Read: Why so many commodities, including lumber and iron ore, have climbed to record highs
“You used to be able to build 10 houses for the same cost of lumber you can build two today,” Frederick said.
On the flip side, the pandemic also showed that many people who “work over a computer” can live almost anywhere, rather than having to flock to big cities for job opportunities.
The trend could entice homeowners to move back to a hometown, nearer to elderly parents or even to more rural and affordable settings, he said.
Related: Rural America now has a mutual fund dedicated to its long-awaited revival
“Yes, there are some areas of the country where I think prices have gone up too fast,” Frederick said. “They will probably come back down. They will probably level out in some other areas.”
Factors that could keep prices elevated include the current home-supply shortage, and also the flood of investors looking to snap up homes to rent for income.
On the financing side, however, 30-year mortgage rates that hit record lows earlier this year have been creeping higher, at about 3% at last check. The Goldman team expects rates to inch even higher, to 3.2% in June and to reach 3.3% by year’s-end.
That compares with a 20-year national average of nearly 5%, according to LPL Research.
“I don’t think we’re looking for a wholesale housing collapse like we have seen at times in the past,” Frederick said. “But I think a lot of this stuff is going to be a little bit hectic, probably through the remainder of this calendar year.”
In stocks, it could be a bumpy summer, with volatility potentially rising as volumes typically fall during the prime vacation months.
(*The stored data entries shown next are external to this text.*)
use std::{ptr::NonNull, sync::Arc};

use rayon::{ThreadPool, ThreadPoolBuilder};
use tod_hal::{
    Error, Result,
    config::Environment,
    layouts::{Backend, Context, DeviceManager},
    oep::ContextNewImpl,
};
use tracing::debug;

use crate::{CpuHost, CpuOffload, RustFftHandle};

/// Number of accelerators [`CpuOffload`] reports.
pub const EMULATED_DEVICES: usize = 1;

fn build_pool(backend: &'static str, prefix: &'static str, n_threads: usize) -> Result<Arc<ThreadPool>> {
    let pool: ThreadPool = ThreadPoolBuilder::new()
        .num_threads(n_threads)
        .thread_name(move |i| format!("{prefix}-{i}"))
        .build()
        .map_err(|e| Error::BackendInit {
            backend,
            reason: e.to_string(),
        })?;
    debug!(backend, pool = prefix, n_threads, "worker pool ready");
    Ok(Arc::new(pool))
}

/// Access to the host worker pool, shared by the FFT engine of both backends.
pub trait HostPool {
    fn host_pool(&self) -> &Arc<ThreadPool>;
}

pub struct CpuHostHandle {
    pool: Arc<ThreadPool>,
}

impl HostPool for CpuHostHandle {
    fn host_pool(&self) -> &Arc<ThreadPool> {
        &self.pool
    }
}

pub struct CpuOffloadHandle {
    host: Arc<ThreadPool>,
    device: Arc<ThreadPool>,
}

impl CpuOffloadHandle {
    /// Pool executing device launches.
    pub fn device_pool(&self) -> &Arc<ThreadPool> {
        &self.device
    }
}

impl HostPool for CpuOffloadHandle {
    fn host_pool(&self) -> &Arc<ThreadPool> {
        &self.host
    }
}

impl Backend for CpuHost {
    type Handle = CpuHostHandle;
    type FftHandle = RustFftHandle;

    fn name() -> &'static str {
        "cpu-host"
    }

    unsafe fn destroy(handle: NonNull<Self::Handle>) {
        unsafe {
            drop(Box::from_raw(handle.as_ptr()));
        }
    }
}

impl Backend for CpuOffload {
    type Handle = CpuOffloadHandle;
    type FftHandle = RustFftHandle;

    fn name() -> &'static str {
        "cpu-offload"
    }

    unsafe fn destroy(handle: NonNull<Self::Handle>) {
        unsafe {
            drop(Box::from_raw(handle.as_ptr()));
        }
    }
}

unsafe impl ContextNewImpl<Self> for CpuHost {
    fn new_impl(env: &Environment) -> Result<Context<Self>> {
        let handle: CpuHostHandle = CpuHostHandle {
            pool: build_pool(Self::name(), "tod-host", env.max_threads())?,
        };
        let ptr: NonNull<CpuHostHandle> = NonNull::from(Box::leak(Box::new(handle)));
        Ok(unsafe { Context::from_nonnull(ptr, DeviceManager::new(0, env)) })
    }
}

unsafe impl ContextNewImpl<Self> for CpuOffload {
    fn new_impl(env: &Environment) -> Result<Context<Self>> {
        let devices: DeviceManager = DeviceManager::new(EMULATED_DEVICES, env);
        let handle: CpuOffloadHandle = CpuOffloadHandle {
            host: build_pool(Self::name(), "tod-host", env.max_threads())?,
            device: build_pool(Self::name(), "tod-device", env.max_threads())?,
        };
        let ptr: NonNull<CpuOffloadHandle> = NonNull::from(Box::leak(Box::new(handle)));
        Ok(unsafe { Context::from_nonnull(ptr, devices) })
    }
}
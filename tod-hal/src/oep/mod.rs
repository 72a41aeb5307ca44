//! Open Extension Points (OEP) for backend crates.
//!
//! This module defines the `unsafe` trait layer that backend crates implement
//! to provide the kernels. Each trait mirrors a corresponding safe trait in
//! the [`crate::api`] module, distinguished by an `Impl` suffix (e.g.,
//! [`crate::api::PointingDetector`] is backed by [`PointingDetectorImpl`]).
//!
//! All traits in this module are `unsafe` because implementations must uphold
//! the backend safety contract:
//!
//! - descriptors handed to an implementation were validated by
//!   [`crate::delegates`]; implementations must not write outside the rows
//!   and interval samples they describe;
//! - addresses resolved for [`ExecTarget::Device`](crate::layouts::ExecTarget)
//!   belong to the device mirror arena and must only be dereferenced by the
//!   device launch path;
//! - launches are synchronous: every write is complete when the call returns.

mod context;
mod fft;
mod pointing;

pub use context::*;
pub use fft::*;
pub use pointing::*;
use std::{fmt::Debug, sync::Arc, time::Instant};

use rayon::{ThreadPool, prelude::*};
use rustfft::{Fft, FftDirection, FftPlanner, FftPlannerScalar, num_complex::Complex};
use tod_hal::{
    layouts::{Backend, Context, Direction, FftPlanInfo, PlanQuality},
    oep::{FftExecImpl, FftPlanNewImpl},
};
use tracing::debug;

use crate::{CpuHost, CpuOffload, HostPool};

/// Timed executions per candidate when measuring.
const MEASURE_REPS: usize = 8;

/// Planned `rustfft` transform plus the pool batches are spread over.
pub struct RustFftHandle {
    fft: Arc<dyn Fft<f64>>,
    length: usize,
    direction: Direction,
    pool: Arc<ThreadPool>,
    planner: &'static str,
}

impl Debug for RustFftHandle {
    fn fmt(&self, f: &mut std::fmt::Formatter<'_>) -> std::fmt::Result {
        f.debug_struct("RustFftHandle")
            .field("length", &self.length)
            .field("direction", &self.direction)
            .field("planner", &self.planner)
            .finish()
    }
}

impl RustFftHandle {
    /// Planner that produced the transform: `"auto"` or `"scalar"`.
    pub fn planner(&self) -> &'static str {
        self.planner
    }
}

fn fft_direction(direction: Direction) -> FftDirection {
    match direction {
        Direction::Forward => FftDirection::Forward,
        Direction::Backward => FftDirection::Inverse,
    }
}

fn time_fft(fft: &dyn Fft<f64>, length: usize) -> f64 {
    let mut buf: Vec<Complex<f64>> = (0..length)
        .map(|i| Complex::new((i as f64).sin(), 0.0))
        .collect();
    let mut scratch: Vec<Complex<f64>> = vec![Complex::default(); fft.get_inplace_scratch_len()];
    // Warm-up run so first-touch costs are not measured.
    fft.process_with_scratch(&mut buf, &mut scratch);
    let start: Instant = Instant::now();
    for _ in 0..MEASURE_REPS {
        fft.process_with_scratch(&mut buf, &mut scratch);
    }
    start.elapsed().as_secs_f64()
}

fn plan(info: &FftPlanInfo, pool: &Arc<ThreadPool>) -> RustFftHandle {
    let direction: FftDirection = fft_direction(info.direction);
    let auto: Arc<dyn Fft<f64>> = FftPlanner::<f64>::new().plan_fft(info.length, direction);

    let (fft, planner): (Arc<dyn Fft<f64>>, &'static str) = match info.quality {
        PlanQuality::Fast => (auto, "auto"),
        PlanQuality::Exhaustive => {
            let scalar: Arc<dyn Fft<f64>> = FftPlannerScalar::<f64>::new().plan_fft(info.length, direction);
            let t_auto: f64 = time_fft(auto.as_ref(), info.length);
            let t_scalar: f64 = time_fft(scalar.as_ref(), info.length);
            debug!(length = info.length, t_auto, t_scalar, "measured fft candidates");
            if t_scalar < t_auto {
                (scalar, "scalar")
            } else {
                (auto, "auto")
            }
        }
    };

    RustFftHandle {
        fft,
        length: info.length,
        direction: info.direction,
        pool: pool.clone(),
        planner,
    }
}

/// Forward transform of one real sequence into the packed layout.
fn r2hc(fft: &dyn Fft<f64>, scale: f64, src: &[f64], dst: &mut [f64], buf: &mut [Complex<f64>], scratch: &mut [Complex<f64>]) {
    let n: usize = src.len();
    buf.iter_mut().zip(src).for_each(|(c, &x)| *c = Complex::new(x, 0.0));
    fft.process_with_scratch(buf, scratch);

    for k in 0..=n / 2 {
        dst[k] = buf[k].re * scale;
    }
    for k in 1..(n + 1) / 2 {
        dst[n - k] = buf[k].im * scale;
    }
}

/// Backward transform of one packed sequence, through its Hermitian
/// extension.
fn hc2r(fft: &dyn Fft<f64>, scale: f64, src: &[f64], dst: &mut [f64], buf: &mut [Complex<f64>], scratch: &mut [Complex<f64>]) {
    let n: usize = src.len();
    buf[0] = Complex::new(src[0], 0.0);
    for k in 1..(n + 1) / 2 {
        let c: Complex<f64> = Complex::new(src[k], src[n - k]);
        buf[k] = c;
        buf[n - k] = c.conj();
    }
    if n.is_multiple_of(2) && n > 0 {
        buf[n / 2] = Complex::new(src[n / 2], 0.0);
    }
    fft.process_with_scratch(buf, scratch);

    dst.iter_mut().zip(buf.iter()).for_each(|(x, c)| *x = c.re * scale);
}

fn exec(info: &FftPlanInfo, handle: &RustFftHandle, tdata: &mut [f64], fdata: &mut [f64]) {
    let n: usize = info.length;
    let scale: f64 = info.scale;
    let fft: &dyn Fft<f64> = handle.fft.as_ref();
    let init = || {
        (
            vec![Complex::<f64>::default(); n],
            vec![Complex::<f64>::default(); fft.get_inplace_scratch_len()],
        )
    };

    handle.pool.install(|| match info.direction {
        Direction::Forward => tdata
            .par_chunks(n)
            .zip(fdata.par_chunks_mut(n))
            .for_each_init(init, |(buf, scratch), (t, f)| r2hc(fft, scale, t, f, buf, scratch)),
        Direction::Backward => fdata
            .par_chunks(n)
            .zip(tdata.par_chunks_mut(n))
            .for_each_init(init, |(buf, scratch), (f, t)| hc2r(fft, scale, f, t, buf, scratch)),
    })
}

fn plan_for<B: Backend>(ctx: &Context<B>, info: &FftPlanInfo) -> RustFftHandle
where
    B::Handle: HostPool,
{
    let handle: RustFftHandle = plan(info, ctx.handle().host_pool());
    debug!(backend = B::name(), planner = handle.planner, "fft planned");
    handle
}

unsafe impl FftPlanNewImpl<Self> for CpuHost {
    fn fft_plan_new_impl(ctx: &Context<Self>, info: &FftPlanInfo) -> RustFftHandle {
        plan_for(ctx, info)
    }
}

unsafe impl FftExecImpl<Self> for CpuHost {
    fn fft_exec_impl(info: &FftPlanInfo, handle: &RustFftHandle, tdata: &mut [f64], fdata: &mut [f64]) {
        exec(info, handle, tdata, fdata)
    }
}

// Transforms run on the host pool: the emulated device holds no FFT engine.
unsafe impl FftPlanNewImpl<Self> for CpuOffload {
    fn fft_plan_new_impl(ctx: &Context<Self>, info: &FftPlanInfo) -> RustFftHandle {
        plan_for(ctx, info)
    }
}

unsafe impl FftExecImpl<Self> for CpuOffload {
    fn fft_exec_impl(info: &FftPlanInfo, handle: &RustFftHandle, tdata: &mut [f64], fdata: &mut [f64]) {
        exec(info, handle, tdata, fdata)
    }
}

#[cfg(test)]
mod tests {
    use tod_hal::reference::fft::{DftTable, hc2r_ref, r2hc_ref};

    use super::*;

    fn run_single(n: usize, direction: FftDirection, src: &[f64], scale: f64) -> Vec<f64> {
        let fft: Arc<dyn Fft<f64>> = FftPlanner::<f64>::new().plan_fft(n, direction);
        let mut buf: Vec<Complex<f64>> = vec![Complex::default(); n];
        let mut scratch: Vec<Complex<f64>> = vec![Complex::default(); fft.get_inplace_scratch_len()];
        let mut dst: Vec<f64> = vec![0.0; n];
        match direction {
            FftDirection::Forward => r2hc(fft.as_ref(), scale, src, &mut dst, &mut buf, &mut scratch),
            FftDirection::Inverse => hc2r(fft.as_ref(), scale, src, &mut dst, &mut buf, &mut scratch),
        }
        dst
    }

    #[test]
    fn packing_matches_reference() {
        for n in [1usize, 2, 3, 4, 9, 10, 31, 32] {
            let table: DftTable = DftTable::new(n);
            let x: Vec<f64> = (0..n).map(|i| ((i * i) as f64 * 0.3).cos() - 0.2).collect();

            let got: Vec<f64> = run_single(n, FftDirection::Forward, &x, 2.0);
            let mut want: Vec<f64> = vec![0.0; n];
            r2hc_ref(&table, 2.0, &x, &mut want);
            got.iter()
                .zip(&want)
                .for_each(|(a, b)| assert!((a - b).abs() < 1e-10, "n={n}: {got:?} != {want:?}"));

            let got: Vec<f64> = run_single(n, FftDirection::Inverse, &x, 0.5);
            hc2r_ref(&table, 0.5, &x, &mut want);
            got.iter()
                .zip(&want)
                .for_each(|(a, b)| assert!((a - b).abs() < 1e-10, "n={n}: {got:?} != {want:?}"));
        }
    }
}
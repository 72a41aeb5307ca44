//! Pure-Rust reference implementations.
//!
//! Contains the quaternion primitives (`qarray`), the per-sample pointing
//! function and its serial driver (`pointing`), and a table-driven real DFT
//! (`fft`). Every backend builds on `qarray` and `pointing`; the DFT is the
//! correctness oracle of the [`crate::test_suite`] module.

pub mod fft;
pub mod pointing;
pub mod qarray;
use criterion::{Criterion, criterion_group, criterion_main};
use tod_cpu_ref::CpuRef;
use tod_hal::bench_suite::pointing::bench_pointing_detector;

fn bench_pointing_detector_cpu_ref(c: &mut Criterion) {
    bench_pointing_detector::<CpuRef>(c, "cpu_ref");
}

criterion_group!(benches, bench_pointing_detector_cpu_ref);
criterion_main!(benches);
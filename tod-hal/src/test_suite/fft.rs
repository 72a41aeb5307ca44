use crate::{
    api::FftPlanAlloc,
    error::Error,
    layouts::{Backend, Context, Direction, FftPlan, PlanQuality},
    oep::FftExecImpl,
    reference::fft::{DftTable, hc2r_ref, r2hc_ref},
    source::Source,
};

const LENGTH: usize = 64;
const N_BATCH: usize = 5;

fn fill_noise<B: Backend>(plan: &mut FftPlan<B>, source: &mut Source) {
    for i in 0..plan.n_batch() {
        source.fill_normal(0.0, 1.0, plan.tdata_mut(i));
    }
}

fn max_abs(x: &[f64]) -> f64 {
    x.iter().fold(0.0f64, |m, v| m.max(v.abs()))
}

fn assert_close_rel(a: &[f64], b: &[f64], rel: f64) {
    assert_eq!(a.len(), b.len());
    let tol: f64 = rel * max_abs(b).max(1.0);
    for (i, (x, y)) in a.iter().zip(b).enumerate() {
        assert!((x - y).abs() <= tol, "element {i}: {x} != {y} (tol {tol})");
    }
}

/// Forward with scale 1 then backward with scale `1/length` recovers the
/// input of every batch.
pub fn test_fft_roundtrip<B: Backend>(ctx: &Context<B>)
where
    Context<B>: FftPlanAlloc<B>,
    B: FftExecImpl<B>,
{
    let mut source: Source = Source::new([21u8; 32]);

    for quality in [PlanQuality::Fast, PlanQuality::Exhaustive] {
        let mut forward: FftPlan<B> = ctx
            .fft_plan_alloc(LENGTH, N_BATCH, quality, Direction::Forward, 1.0)
            .unwrap();
        let mut backward: FftPlan<B> = ctx
            .fft_plan_alloc(LENGTH, N_BATCH, quality, Direction::Backward, 1.0 / LENGTH as f64)
            .unwrap();

        fill_noise(&mut forward, &mut source);
        let input: Vec<f64> = forward.tdata_all().to_vec();

        forward.exec();
        assert_eq!(forward.tdata_all(), &input[..], "forward exec modified its input");

        for i in 0..N_BATCH {
            backward.fdata_mut(i).copy_from_slice(forward.fdata(i));
        }
        backward.exec();

        for i in 0..N_BATCH {
            let got: &[f64] = backward.tdata(i);
            let want: &[f64] = &input[i * LENGTH..(i + 1) * LENGTH];
            for (x, y) in got.iter().zip(want) {
                // single-precision equality
                assert!((x - y).abs() <= 4.0 * f32::EPSILON as f64 * y.abs().max(1.0), "{x} != {y}");
            }
        }
    }
}

/// Unnormalized forward transform of unit-variance white noise has packed
/// output variance `length / 2`, within three standard deviations.
pub fn test_fft_white_noise<B: Backend>(ctx: &Context<B>)
where
    Context<B>: FftPlanAlloc<B>,
    B: FftExecImpl<B>,
{
    let mut source: Source = Source::new([22u8; 32]);
    let mut forward: FftPlan<B> = ctx
        .fft_plan_alloc(LENGTH, N_BATCH, PlanQuality::Fast, Direction::Forward, 1.0)
        .unwrap();
    fill_noise(&mut forward, &mut source);
    forward.exec();

    let n: f64 = LENGTH as f64;
    let sigma: f64 = (n / 2.0) * (2.0 / (n - 1.0)).sqrt();
    for i in 0..N_BATCH {
        let f: &[f64] = forward.fdata(i);
        let mean: f64 = f.iter().sum::<f64>() / n;
        let var: f64 = f.iter().map(|x| (x - mean) * (x - mean)).sum::<f64>() / n;
        let outlier: f64 = (var - n / 2.0).abs();
        assert!(outlier < 3.0 * sigma, "batch {i}: var={var}, expected {} ± {}", n / 2.0, 3.0 * sigma);
    }
}

/// The scale multiplies every output element and nothing accumulates
/// across calls.
pub fn test_fft_scale_and_repeat<B: Backend>(ctx: &Context<B>)
where
    Context<B>: FftPlanAlloc<B>,
    B: FftExecImpl<B>,
{
    let mut source: Source = Source::new([23u8; 32]);
    let mut unit: FftPlan<B> = ctx
        .fft_plan_alloc(48, 3, PlanQuality::Fast, Direction::Forward, 1.0)
        .unwrap();
    let mut scaled: FftPlan<B> = ctx
        .fft_plan_alloc(48, 3, PlanQuality::Fast, Direction::Forward, 0.25)
        .unwrap();
    assert_eq!(scaled.scale(), 0.25);

    fill_noise(&mut unit, &mut source);
    for i in 0..3 {
        let t: Vec<f64> = unit.tdata(i).to_vec();
        scaled.tdata_mut(i).copy_from_slice(&t);
    }

    unit.exec();
    scaled.exec();
    let expected: Vec<f64> = unit.fdata_all().iter().map(|x| x * 0.25).collect();
    assert_close_rel(scaled.fdata_all(), &expected, 1e-14);

    let first: Vec<f64> = unit.fdata_all().to_vec();
    unit.exec();
    assert_eq!(unit.fdata_all(), &first[..]);

    // Fresh input gives a fresh result.
    fill_noise(&mut unit, &mut source);
    unit.exec();
    assert_ne!(unit.fdata_all(), &first[..]);
}

/// Plans reject empty transforms.
pub fn test_fft_invalid_size<B: Backend>(ctx: &Context<B>)
where
    Context<B>: FftPlanAlloc<B>,
{
    for (length, n_batch) in [(0, 1), (8, 0), (0, 0)] {
        match ctx.fft_plan_alloc(length, n_batch, PlanQuality::Fast, Direction::Forward, 1.0) {
            Err(err) => assert_eq!(err, Error::InvalidFftSize { length, n_batch }),
            Ok(_) => panic!("plan of length {length} and {n_batch} batches was accepted"),
        }
    }
}

/// Both directions agree with the reference DFT in the packed layout, for
/// even, odd, prime and power-of-two lengths.
pub fn test_fft_matches_reference<B: Backend>(ctx: &Context<B>)
where
    Context<B>: FftPlanAlloc<B>,
    B: FftExecImpl<B>,
{
    let mut source: Source = Source::new([24u8; 32]);
    let n_batch: usize = 3;

    for length in [1usize, 2, 3, 5, 8, 12, 17, 64, 100, 127, 256] {
        let table: DftTable = DftTable::new(length);
        let scale: f64 = 0.5;

        let mut forward: FftPlan<B> = ctx
            .fft_plan_alloc(length, n_batch, PlanQuality::Exhaustive, Direction::Forward, scale)
            .unwrap();
        let mut backward: FftPlan<B> = ctx
            .fft_plan_alloc(length, n_batch, PlanQuality::Fast, Direction::Backward, scale)
            .unwrap();

        fill_noise(&mut forward, &mut source);
        forward.exec();

        let mut want: Vec<f64> = vec![0.0; length];
        for i in 0..n_batch {
            r2hc_ref(&table, scale, forward.tdata(i), &mut want);
            assert_close_rel(forward.fdata(i), &want, 1e-9);
        }

        for i in 0..n_batch {
            source.fill_normal(0.0, 1.0, backward.fdata_mut(i));
        }
        backward.exec();
        for i in 0..n_batch {
            hc2r_ref(&table, scale, backward.fdata(i), &mut want);
            assert_close_rel(backward.tdata(i), &want, 1e-9);
        }
    }
}

/// The backend under test and the reference backend agree on the same input.
pub fn test_fft_cross<BR: Backend, BT: Backend>(ctx_ref: &Context<BR>, ctx_test: &Context<BT>)
where
    Context<BR>: FftPlanAlloc<BR>,
    Context<BT>: FftPlanAlloc<BT>,
    BR: FftExecImpl<BR>,
    BT: FftExecImpl<BT>,
{
    let mut source: Source = Source::new([25u8; 32]);

    for (length, n_batch) in [(64usize, 5usize), (33, 4), (250, 2)] {
        for direction in [Direction::Forward, Direction::Backward] {
            let scale: f64 = match direction {
                Direction::Forward => 1.0,
                Direction::Backward => 1.0 / length as f64,
            };
            let mut plan_ref: FftPlan<BR> = ctx_ref
                .fft_plan_alloc(length, n_batch, PlanQuality::Fast, direction, scale)
                .unwrap();
            let mut plan_test: FftPlan<BT> = ctx_test
                .fft_plan_alloc(length, n_batch, PlanQuality::Fast, direction, scale)
                .unwrap();

            for i in 0..n_batch {
                let mut x: Vec<f64> = vec![0.0; length];
                source.fill_normal(0.0, 1.0, &mut x);
                match direction {
                    Direction::Forward => {
                        plan_ref.tdata_mut(i).copy_from_slice(&x);
                        plan_test.tdata_mut(i).copy_from_slice(&x);
                    }
                    Direction::Backward => {
                        plan_ref.fdata_mut(i).copy_from_slice(&x);
                        plan_test.fdata_mut(i).copy_from_slice(&x);
                    }
                }
            }

            plan_ref.exec();
            plan_test.exec();

            match direction {
                Direction::Forward => assert_close_rel(plan_test.fdata_all(), plan_ref.fdata_all(), 1e-9),
                Direction::Backward => assert_close_rel(plan_test.tdata_all(), plan_ref.tdata_all(), 1e-9),
            }
        }
    }
}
The S&P 500 index SPX, -0.21% and Dow Jones Industrial Average DJIA, -0.24% finished Tuesday slightly lower, but still less than 1.5% away from their record closes in early May. Both have surged roughly 85% from their bear-market lows of March 2020, according to Dow Jones Market Data.
“That’s not surprising that people are going to feel like we might be in a bubble,” Frederick said. “But remember, we were coming off the sharpest, quickest bear market we’ve ever had in history.”